Just last week, a colleague resorted to her mobile phone when her digital recorder broke down during an interview. The resulting audio was satisficing, or in other words, good enough for her work.

I’m a huge fan of mobileactive.org’s guides for, inter alia, mobile activism. Their latest guide is Mobile Audio Recording in the Field (And How to Get a Clear Sound From the Streets). It’s well written and comprehensive. It’s also timely, since the recording quality of some higher end phones closely match what one gets from lower end digital recorders.

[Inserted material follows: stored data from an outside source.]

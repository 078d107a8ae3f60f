//! Afterglow Core - time synchronization and scene sequencing
//!
//! This crate turns a monotonically increasing playback clock into the values
//! a demo needs every frame: which scene is active, how far into it we are,
//! and the current value of every named sync track.
//!
//! # Architecture
//!
//! - [`Clock`] - pausable wall-clock accumulator
//! - [`Device`] - owns the tracks, loads them from disk or receives them live
//!   from an attached editor
//! - [`SyncSystem`] - the playback state machine that ties clock and device
//!   together and publishes scene/frame cursors
//! - [`scene`] - per-frame consumers: scene dispatch, reveal math, camera
//!   frames, light colors, uniform providers
//! - [`broadcast`] - background thread publishing light colors to stage
//!   hardware

pub mod broadcast;
pub mod clock;
pub mod config;
pub mod device;
pub mod error;
pub mod scene;
pub mod sync;
#[cfg(test)]
pub mod test_utils;

pub use broadcast::LightBroadcaster;
pub use clock::{Clock, SystemTimeSource, TimeSource};
pub use config::{BroadcastConfig, SyncConfig};
pub use device::{Device, SyncCallbacks, TrackHandle};
pub use error::{Severity, StatusFlag, SyncError};
pub use sync::{Mode, PlaybackState, SceneCursor, SyncSystem, Timing};

// Re-export the track model so hosts only need one dependency
pub use afterglow_shared::{Interpolation, Key, Track};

I penned this comment to the guide,

Kudos on http://mobileactive.org/audio-recording. Brilliant, as ever. I wonder if you could pass on to Melissa that www.utterz.com (the URL behind the Utterli platform noted in the report) is defunct. It’s also good to point to www.drop.io. It’s a platform I tell investigative journalists in Sri Lanka to use when capturing field based narratives too sensitive to carry back to HQ on any media on their person. It’s a US based service, but IDD call rates are quite affordable in Sri Lanka, and in most cases, the cost of an assignment for this kind of information gathering would be borne by a donor or media institution. Another use case is detailed here https://ict4peace.wordpress.com/2010/03/10/election-monitoring-using-new-media-notes-from-my-experience-in-sri-lanka.

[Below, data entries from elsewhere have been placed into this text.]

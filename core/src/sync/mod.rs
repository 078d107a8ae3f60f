//! Playback state machine
//!
//! [`SyncSystem`] owns the [`Clock`] and the optional [`Device`] and turns them
//! into the per-frame cursors the demo reads:
//!
//! - `row`: musical position derived from elapsed seconds
//! - `scene`: integer scene index plus progress, split from the scene track
//! - `frame`: integer camera frame plus progress, split from the frame track
//!
//! The [`Mode`] is decided once by [`SyncSystem::start`]:
//!
//! | Outcome                      | Mode     | Initial state |
//! |------------------------------|----------|---------------|
//! | no file prefix               | `Manual` | `Running`     |
//! | editor answered              | `Client` | `Paused`      |
//! | no editor, tracks from files | `Player` | `Running`     |
//!
//! Running past the song length finishes a `Player` run for good; the other
//! modes pause so the user can restart.


use std::time::Duration;

use crate::clock::Clock;
use crate::config::SyncConfig;
use crate::device::{Device, SyncCallbacks, TrackHandle};
use crate::error::{Severity, StatusFlag};

/// Where track data comes from.
#[derive(Debug, Clone, Copy, PartialEq, Eq)]
pub enum Mode {
    /// Live editor attached
    Client,
    /// Standalone playback from track files
    Player,
    /// No track data; scenes stepped by user input
    Manual,
}

#[derive(Debug, Clone, Copy, PartialEq, Eq)]
pub enum PlaybackState {
    Paused,
    Running,
    /// Terminal until [`SyncSystem::restart`]
    Finished,
}

/// Tempo parameters for converting between seconds and rows.
#[derive(Debug, Clone, Copy, PartialEq)]
pub struct Timing {
    pub bpm: f64,
    pub rows_per_beat: f64,
}

impl Timing {
    pub fn from_config(config: &SyncConfig) -> Self {
        Self {
            bpm: f64::from(config.bpm),
            rows_per_beat: f64::from(config.rows_per_beat),
        }
    }

    /// Fractional row reached after `seconds` of playback
    pub fn rows_at(&self, seconds: f64) -> f64 {
        let minutes = seconds / 60.0;
        let beats = self.bpm * minutes;
        self.rows_per_beat * beats
    }

    /// Playback seconds at which `row` is reached
    pub fn seconds_at(&self, row: f64) -> f64 {
        row / self.rows_per_beat / self.bpm * 60.0
    }
}

/// Integer index plus fractional progress split from one track sample.
#[derive(Debug, Clone, Copy, PartialEq, Default)]
pub struct SceneCursor {
    pub index: i32,
    pub progress: f32,
}

impl SceneCursor {
    /// Split `value` into `floor(value)` and the remainder.
    ///
    /// Progress is always in `[0, 1)`. Non-finite samples map to scene zero.
    pub fn from_value(value: f32) -> Self {
        if !value.is_finite() {
            return Self::default();
        }
        let floor = value.floor();
        let mut cursor = Self {
            index: floor as i32,
            progress: value - floor,
        };
        // Tiny negative values round the remainder up to exactly 1.0
        if cursor.progress >= 1.0 {
            cursor.index += 1;
            cursor.progress = 0.0;
        }
        cursor
    }
}

/// Editor transport requests collected during one device update.
struct TransportHooks {
    playing: bool,
    pause: Option<bool>,
    seek: Option<u32>,
}

impl SyncCallbacks for TransportHooks {
    fn pause(&mut self, paused: bool) {
        self.pause = Some(paused);
    }

    fn set_row(&mut self, row: u32) {
        self.seek = Some(row);
    }

    fn is_playing(&self) -> bool {
        self.playing
    }
}

/// The demo's time source and track front end. One per run.
#[derive(Debug)]
pub struct SyncSystem {
    config: SyncConfig,
    timing: Timing,
    mode: Mode,
    state: PlaybackState,
    clock: Clock,
    device: Option<Device>,
    scene_track: TrackHandle,
    frame_track: TrackHandle,
    row: f64,
    scene: SceneCursor,
    frame: SceneCursor,
    /// Last update lost the editor; try to attach again next tick
    reconnect_pending: bool,
    status: StatusFlag,
}

impl SyncSystem {
    pub fn new(config: SyncConfig) -> Self {
        Self::with_clock(config, Clock::new())
    }

    /// Create a system driven by `clock`. Invalid config values are replaced
    /// with defaults and logged.
    pub fn with_clock(mut config: SyncConfig, clock: Clock) -> Self {
        for warning in config.validate() {
            tracing::warn!("{}", warning);
        }
        Self {
            timing: Timing::from_config(&config),
            config,
            mode: Mode::Manual,
            state: PlaybackState::Paused,
            clock,
            device: None,
            scene_track: TrackHandle::DUMMY,
            frame_track: TrackHandle::DUMMY,
            row: 0.0,
            scene: SceneCursor::default(),
            frame: SceneCursor::default(),
            reconnect_pending: false,
            status: StatusFlag::new(),
        }
    }

    /// Decide the mode and begin playback.
    ///
    /// `None` selects manual mode. Otherwise an editor is tried first and
    /// track files under `file_prefix` are the fallback.
    pub fn start(&mut self, file_prefix: Option<&str>) -> Mode {
        self.row = 0.0;
        self.reconnect_pending = false;

        let Some(prefix) = file_prefix else {
            self.mode = Mode::Manual;
            self.device = None;
            self.clock.restart();
            self.state = PlaybackState::Running;
            tracing::info!("No sync data requested, scenes are under manual control");
            return self.mode;
        };

        let mut device = Device::with_status(prefix, self.status.clone());
        self.scene_track = device.get_track(&self.config.scene_track);
        self.frame_track = device.get_track(&self.config.frame_track);

        let timeout = self.connect_timeout();
        if device.connect(&self.config.editor_address, timeout) {
            self.mode = Mode::Client;
            self.clock.stop();
            self.clock.set_elapsed(Duration::ZERO);
            self.state = PlaybackState::Paused;
            tracing::info!("Client mode: waiting for the editor to start playback");
        } else {
            let loaded = device.load_tracks();
            self.mode = Mode::Player;
            self.clock.restart();
            self.state = PlaybackState::Running;
            tracing::info!(loaded, prefix, "Player mode: playing from track files");

            let scene_empty = device.track(self.scene_track).is_none_or(|t| t.is_empty());
            if scene_empty && self.config.require_sync {
                self.status.report(
                    Severity::Critical,
                    format!(
                        "No editor at {} and no data for track '{}' under '{}'",
                        self.config.editor_address, self.config.scene_track, prefix
                    ),
                );
            }
        }

        self.device = Some(device);
        self.resolve_scene_state();
        self.mode
    }

    /// Advance one frame: sample the clock, talk to the device, refresh the
    /// scene and frame cursors.
    pub fn sync(&mut self) {
        if self.state == PlaybackState::Running {
            let seconds = self.clock.elapsed_seconds();
            self.row = self.timing.rows_at(seconds);

            if seconds > self.config.song_length_seconds {
                self.clock.stop();
                self.state = match self.mode {
                    Mode::Player => PlaybackState::Finished,
                    Mode::Client | Mode::Manual => PlaybackState::Paused,
                };
                tracing::info!(seconds, state = ?self.state, "Reached end of song");
            }
        }

        if self.mode != Mode::Manual {
            self.update_device();
        }
        self.resolve_scene_state();
    }

    fn update_device(&mut self) {
        let timeout = self.connect_timeout();
        let Some(device) = self.device.as_mut() else {
            return;
        };
        let mut hooks = TransportHooks {
            playing: self.state == PlaybackState::Running,
            pause: None,
            seek: None,
        };

        if self.reconnect_pending {
            if device.connect(&self.config.editor_address, timeout) {
                self.reconnect_pending = false;
                tracing::info!("Editor reattached");
            }
        } else if !device.update(self.row.floor() as u32, &mut hooks) && self.mode == Mode::Client {
            self.reconnect_pending = true;
            tracing::warn!("Editor lost, holding last track values and retrying");
        }

        match hooks.pause {
            Some(true) => self.pause(),
            Some(false) => self.run(),
            None => {}
        }
        if let Some(row) = hooks.seek {
            self.seek(f64::from(row));
        }
    }

    /// Single place where the public scene and frame cursors are written.
    fn resolve_scene_state(&mut self) {
        match self.mode {
            // Driven by the manual controls
            Mode::Manual => {}
            Mode::Client | Mode::Player => {
                let Some(device) = self.device.as_ref() else {
                    return;
                };
                self.scene = SceneCursor::from_value(device.value(self.scene_track, self.row));
                self.frame = SceneCursor::from_value(device.value(self.frame_track, self.row));
            }
        }
    }

    fn seek(&mut self, row: f64) {
        let seconds = self.timing.seconds_at(row);
        self.clock
            .set_elapsed(Duration::try_from_secs_f64(seconds).unwrap_or_default());
        self.row = row;
        tracing::debug!(row, seconds, "Seek");
    }

    fn connect_timeout(&self) -> Duration {
        Duration::from_millis(self.config.connect_timeout_ms)
    }

    // ========================================================================
    // Playback control
    // ========================================================================

    /// Resume from `Paused`. A finished run needs [`Self::restart`].
    pub fn run(&mut self) {
        if self.state == PlaybackState::Paused {
            self.clock.start();
            self.state = PlaybackState::Running;
            tracing::debug!(row = self.row, "Running");
        }
    }

    pub fn pause(&mut self) {
        if self.state == PlaybackState::Running {
            self.clock.stop();
            self.state = PlaybackState::Paused;
            tracing::debug!(row = self.row, "Paused");
        }
    }

    pub fn toggle_pause(&mut self) {
        match self.state {
            PlaybackState::Running => self.pause(),
            PlaybackState::Paused => self.run(),
            PlaybackState::Finished => {}
        }
    }

    /// Rewind to row zero and run, from any state.
    pub fn restart(&mut self) {
        self.clock.restart();
        self.row = 0.0;
        self.state = PlaybackState::Running;
        self.resolve_scene_state();
        tracing::info!("Restarted");
    }

    /// Halt the clock. The current row and cursors are kept.
    pub fn stop(&mut self) {
        self.clock.stop();
        if self.state == PlaybackState::Running {
            self.state = PlaybackState::Paused;
        }
    }

    /// Stop playback and release the device and editor link.
    pub fn clean_and_exit(mut self) {
        self.stop();
        let tracks = self.device.as_ref().map_or(0, Device::len);
        tracing::info!(
            mode = ?self.mode,
            row = self.row,
            seconds = self.clock.elapsed_seconds(),
            tracks,
            "Sync shut down"
        );
    }

    // ========================================================================
    // Manual scene control
    // ========================================================================

    /// Step scene progress forward by the configured rate, up to 1.
    pub fn advance_scene_progress(&mut self) {
        if self.manual_only("advance_scene_progress") {
            let rate = self.config.manual_scene_advance_rate;
            self.scene.progress = (self.scene.progress + rate).clamp(0.0, 1.0);
        }
    }

    /// Step scene progress back by the configured rate, down to 0.
    pub fn retreat_scene_progress(&mut self) {
        if self.manual_only("retreat_scene_progress") {
            let rate = self.config.manual_scene_advance_rate;
            self.scene.progress = (self.scene.progress - rate).clamp(0.0, 1.0);
        }
    }

    pub fn change_to_next_scene(&mut self) {
        if self.manual_only("change_to_next_scene") {
            self.scene = SceneCursor {
                index: self.scene.index.saturating_add(1),
                progress: 0.0,
            };
            tracing::debug!(scene = self.scene.index, "Next scene");
        }
    }

    pub fn change_to_prev_scene(&mut self) {
        if self.manual_only("change_to_prev_scene") {
            self.scene = SceneCursor {
                index: (self.scene.index - 1).max(0),
                progress: 0.0,
            };
            tracing::debug!(scene = self.scene.index, "Previous scene");
        }
    }

    fn manual_only(&self, action: &str) -> bool {
        if self.mode != Mode::Manual {
            tracing::debug!(mode = ?self.mode, "Ignoring {} outside manual mode", action);
            return false;
        }
        true
    }

    // ========================================================================
    // Track access
    // ========================================================================

    /// Register `name` and return its handle.
    ///
    /// Without a device (manual mode, or before [`Self::start`]) every name
    /// resolves to [`TrackHandle::DUMMY`], which evaluates to zero.
    pub fn track(&mut self, name: &str) -> TrackHandle {
        match self.device.as_mut() {
            Some(device) => device.get_track(name),
            None => {
                tracing::debug!(track = name, "No track data, using zero");
                TrackHandle::DUMMY
            }
        }
    }

    /// Value of `handle` at the current row
    pub fn value(&self, handle: TrackHandle) -> f32 {
        self.device
            .as_ref()
            .map_or(0.0, |device| device.value(handle, self.row))
    }

    /// Register-and-evaluate shorthand for one-off lookups.
    pub fn track_value(&mut self, name: &str) -> f32 {
        let handle = self.track(name);
        self.value(handle)
    }

    // ========================================================================
    // Accessors
    // ========================================================================

    pub fn mode(&self) -> Mode {
        self.mode
    }

    pub fn state(&self) -> PlaybackState {
        self.state
    }

    pub fn is_running(&self) -> bool {
        self.state == PlaybackState::Running
    }

    pub fn row(&self) -> f64 {
        self.row
    }

    pub fn scene(&self) -> SceneCursor {
        self.scene
    }

    pub fn frame(&self) -> SceneCursor {
        self.frame
    }

    pub fn scene_index(&self) -> i32 {
        self.scene.index
    }

    pub fn scene_progress(&self) -> f32 {
        self.scene.progress
    }

    pub fn frame_index(&self) -> i32 {
        self.frame.index
    }

    pub fn frame_progress(&self) -> f32 {
        self.frame.progress
    }

    pub fn elapsed_seconds(&self) -> f64 {
        self.clock.elapsed_seconds()
    }

    pub fn is_reconnecting(&self) -> bool {
        self.reconnect_pending
    }

    /// Shared critical-error flag; clone it to observe from elsewhere.
    pub fn status(&self) -> &StatusFlag {
        &self.status
    }

    pub fn timing(&self) -> Timing {
        self.timing
    }

    pub fn config(&self) -> &SyncConfig {
        &self.config
    }

    pub fn device(&self) -> Option<&Device> {
        self.device.as_ref()
    }
}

And though it’s strictly not a mobile phone and currently in the hands of very few compared to those with mobiles capable of audio recording, the Apple’s iPad offers decent recording quality using its in-built microphone. I use the free QuickVoice Recorder on the iPad for short voice memos – the quality is crisp and clear in environments with little or no ambient noise. Certainly more than adequate for brief interviews. There’s also a paid version with more features and the app runs on the iPhone as well. Of course, there are many more apps for audio recording on both devices (search for ‘audio recording’ here).